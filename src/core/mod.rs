//! Core application primitives (scheduler, locking, readiness, HTTP, runtime)

pub mod http;
pub mod lock;
pub mod readiness;
pub mod runtime;
pub mod scheduler;

pub use http::{create_router, start_server, AppState};
pub use lock::{ExclusivityLock, LockPayload};
pub use readiness::{annotate_stalls, JobReadiness, ReadinessReport};
pub use runtime::{IngestRuntime, RunningRuntime};
pub use scheduler::{
    schedule_seconds_for, JobScheduler, SchedulerConfig, SchedulerHandle, SchedulerState,
    SchedulerStatus,
};
//! Unit tests for sample bucketing and the sample-backed ingestor

use crate::fixtures::{interval, minute, ts, BASE_EPOCH};
use candlekeep::db::{CandleStore, MemoryStore, SampleStore};
use candlekeep::error::IngestError;
use candlekeep::ingestion::{bucket_samples, CandleIngestor, SampleIngestor};
use candlekeep::models::{CandleSource, PriceSample};
use std::sync::Arc;

fn sample(offset_s: i64, price: f64) -> PriceSample {
    PriceSample::new("bitcoin", ts(BASE_EPOCH + offset_s), price)
}

#[test]
fn buckets_ohlc_by_observation_order() {
    // Deliberately out of order
    let samples = vec![
        sample(50, 103.0),
        sample(10, 100.0),
        sample(30, 105.0),
        sample(40, 98.0),
        sample(70, 110.0),
    ];
    let rows = bucket_samples("bitcoin", interval("1m"), &samples);

    assert_eq!(rows.len(), 2);
    let first = &rows[0];
    assert_eq!(first.open_time, minute(0));
    assert_eq!(first.open, 100.0);
    assert_eq!(first.high, 105.0);
    assert_eq!(first.low, 98.0);
    assert_eq!(first.close, 103.0);
    assert_eq!(first.source, CandleSource::Local);
    assert_eq!(rows[1].open_time, minute(1));
    assert_eq!(rows[1].open, 110.0);
}

#[test]
fn volume_is_summed_only_when_present() {
    let samples = vec![
        sample(0, 1.0).with_volume(2.0),
        sample(10, 1.0),
        sample(20, 1.0).with_volume(3.0),
        sample(60, 1.0),
    ];
    let rows = bucket_samples("bitcoin", interval("1m"), &samples);
    assert_eq!(rows[0].volume, Some(5.0));
    assert_eq!(rows[1].volume, None);
}

#[test]
fn other_assets_are_ignored() {
    let samples = vec![PriceSample::new("ethereum", minute(0), 1.0)];
    assert!(bucket_samples("bitcoin", interval("1m"), &samples).is_empty());
}

async fn ingestor_with_samples(samples: &[PriceSample]) -> (Arc<MemoryStore>, SampleIngestor) {
    let store = Arc::new(MemoryStore::new());
    store.store_samples(samples).await.unwrap();
    let ingestor = SampleIngestor::new(store.clone(), store.clone(), 3);
    (store, ingestor)
}

#[tokio::test]
async fn ingest_range_is_idempotent() {
    let samples: Vec<_> = (0..10).map(|i| sample(i * 30, 100.0 + i as f64)).collect();
    let (store, ingestor) = ingestor_with_samples(&samples).await;
    let one_minute = interval("1m");

    let first = ingestor
        .ingest_range("bitcoin", one_minute, minute(0), minute(5))
        .await
        .unwrap();
    let before = store.query("bitcoin", one_minute, minute(0), minute(5)).await.unwrap();

    let second = ingestor
        .ingest_range("bitcoin", one_minute, minute(0), minute(5))
        .await
        .unwrap();
    let after = store.query("bitcoin", one_minute, minute(0), minute(5)).await.unwrap();

    assert_eq!(first, 5);
    assert_eq!(second, 5);
    assert_eq!(store.candle_count().await, 5);
    let rows_before: Vec<_> = before.iter().map(|c| c.row.clone()).collect();
    let rows_after: Vec<_> = after.iter().map(|c| c.row.clone()).collect();
    assert_eq!(rows_before, rows_after);
}

#[tokio::test]
async fn overlapping_ranges_do_not_duplicate() {
    let samples: Vec<_> = (0..10).map(|i| sample(i * 60, 1.0)).collect();
    let (store, ingestor) = ingestor_with_samples(&samples).await;
    let one_minute = interval("1m");

    ingestor.ingest_range("bitcoin", one_minute, minute(0), minute(6)).await.unwrap();
    ingestor.ingest_range("bitcoin", one_minute, minute(3), minute(10)).await.unwrap();

    assert_eq!(store.candle_count().await, 10);
}

#[tokio::test]
async fn ingest_range_stays_inside_bounds() {
    let samples: Vec<_> = (0..10).map(|i| sample(i * 60, 1.0)).collect();
    let (store, ingestor) = ingestor_with_samples(&samples).await;
    let written = ingestor
        .ingest_range("bitcoin", interval("1m"), minute(2), minute(4))
        .await
        .unwrap();
    assert_eq!(written, 2);
    assert_eq!(store.latest_open_time("bitcoin", interval("1m")).await.unwrap(), Some(minute(3)));
}

#[tokio::test]
async fn ingest_range_rejects_empty_range() {
    let (_, ingestor) = ingestor_with_samples(&[]).await;
    let err = ingestor
        .ingest_range("bitcoin", interval("1m"), minute(5), minute(5))
        .await
        .unwrap_err();
    assert!(matches!(err, IngestError::InvalidRange { .. }));
}

#[tokio::test]
async fn ingest_latest_rebuilds_from_newest_candle() {
    let now = chrono::Utc::now();
    let five = interval("5m");
    let current = five.floor(now);
    let samples = vec![
        PriceSample::new("bitcoin", current - chrono::Duration::minutes(10), 1.0),
        PriceSample::new("bitcoin", current - chrono::Duration::minutes(5), 2.0),
        PriceSample::new("bitcoin", current, 3.0),
    ];
    let (store, ingestor) = ingestor_with_samples(&samples).await;

    assert_eq!(ingestor.ingest_latest("bitcoin", five).await.unwrap(), 3);
    assert_eq!(store.latest_open_time("bitcoin", five).await.unwrap(), Some(current));

    // Only the newest bucket is rebuilt on the next pass
    assert_eq!(ingestor.ingest_latest("bitcoin", five).await.unwrap(), 1);
    assert_eq!(store.candle_count().await, 3);
}

#[tokio::test]
async fn ingest_latest_with_no_samples_writes_nothing() {
    let (store, ingestor) = ingestor_with_samples(&[]).await;
    assert_eq!(ingestor.ingest_latest("bitcoin", interval("15m")).await.unwrap(), 0);
    assert_eq!(store.candle_count().await, 0);
}
//! Accepted-reading sink — the external persistence collaborator.
//!
//! When a reading is accepted the session hands an [`AcceptedAttempt`] to an
//! [`AcceptedLogSink`].  Storage is the caller's business; a failing sink is
//! logged and reported as `log_saved = false`, it never fails the attempt.

use std::sync::Mutex;

use async_trait::async_trait;
use serde::Serialize;
use thiserror::Error;

// ---------------------------------------------------------------------------
// SinkError
// ---------------------------------------------------------------------------

/// Errors a sink may report.
#[derive(Debug, Clone, PartialEq, Error)]
pub enum SinkError {
    /// The backing store rejected or failed the write.
    #[error("failed to store accepted attempt: {0}")]
    Storage(String),
}

// ---------------------------------------------------------------------------
// AcceptedAttempt
// ---------------------------------------------------------------------------

/// Record of a sentence the user read correctly.
#[derive(Debug, Clone, PartialEq, Serialize)]
#[serde(rename_all = "camelCase")]
pub struct AcceptedAttempt {
    pub sentence: String,
    pub recognized_text: String,
    pub accuracy: f64,
    pub attempt_index: u32,
}

// ---------------------------------------------------------------------------
// AcceptedLogSink trait
// ---------------------------------------------------------------------------

/// Async sink for accepted readings.
///
/// Implementors must be `Send + Sync` so they can be shared across tasks
/// behind an `Arc<dyn AcceptedLogSink>`.
#[async_trait]
pub trait AcceptedLogSink: Send + Sync {
    async fn record(&self, entry: AcceptedAttempt) -> Result<(), SinkError>;
}

// ---------------------------------------------------------------------------
// MemorySink
// ---------------------------------------------------------------------------

/// In-process sink that keeps every accepted attempt in a vector.
///
/// ```rust
/// use speech_verify::session::{AcceptedAttempt, AcceptedLogSink, MemorySink};
///
/// # #[tokio::main(flavor = "current_thread")]
/// # async fn main() {
/// let sink = MemorySink::new();
/// sink.record(AcceptedAttempt {
///     sentence: "하루입니다".into(),
///     recognized_text: "하루입니다".into(),
///     accuracy: 1.0,
///     attempt_index: 0,
/// })
/// .await
/// .unwrap();
/// assert_eq!(sink.entries().len(), 1);
/// # }
/// ```
#[derive(Debug, Default)]
pub struct MemorySink {
    entries: Mutex<Vec<AcceptedAttempt>>,
}

impl MemorySink {
    pub fn new() -> Self {
        Self::default()
    }

    /// Snapshot of everything recorded so far, oldest first.
    pub fn entries(&self) -> Vec<AcceptedAttempt> {
        match self.entries.lock() {
            Ok(entries) => entries.clone(),
            Err(poisoned) => poisoned.into_inner().clone(),
        }
    }
}

#[async_trait]
impl AcceptedLogSink for MemorySink {
    async fn record(&self, entry: AcceptedAttempt) -> Result<(), SinkError> {
        self.entries
            .lock()
            .map_err(|e| SinkError::Storage(format!("sink lock poisoned: {e}")))?
            .push(entry);
        Ok(())
    }
}

// ---------------------------------------------------------------------------
// Tests
// ---------------------------------------------------------------------------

====

### WHAT NEEDS TO BE DONE
Throughout the material above, find lines holding the word "AcceptedAttempt", then copy them.

### SOLUTION
//! When a reading is accepted the session hands an [`AcceptedAttempt`] to an
// AcceptedAttempt
pub struct AcceptedAttempt {
    async fn record(&self, entry: AcceptedAttempt) -> Result<(), SinkError>;
/// use speech_verify::session::{AcceptedAttempt, AcceptedLogSink, MemorySink};
/// sink.record(AcceptedAttempt {
    entries: Mutex<Vec<AcceptedAttempt>>,
    pub fn entries(&self) -> Vec<AcceptedAttempt> {
    async fn record(&self, entry: AcceptedAttempt) -> Result<(), SinkError> {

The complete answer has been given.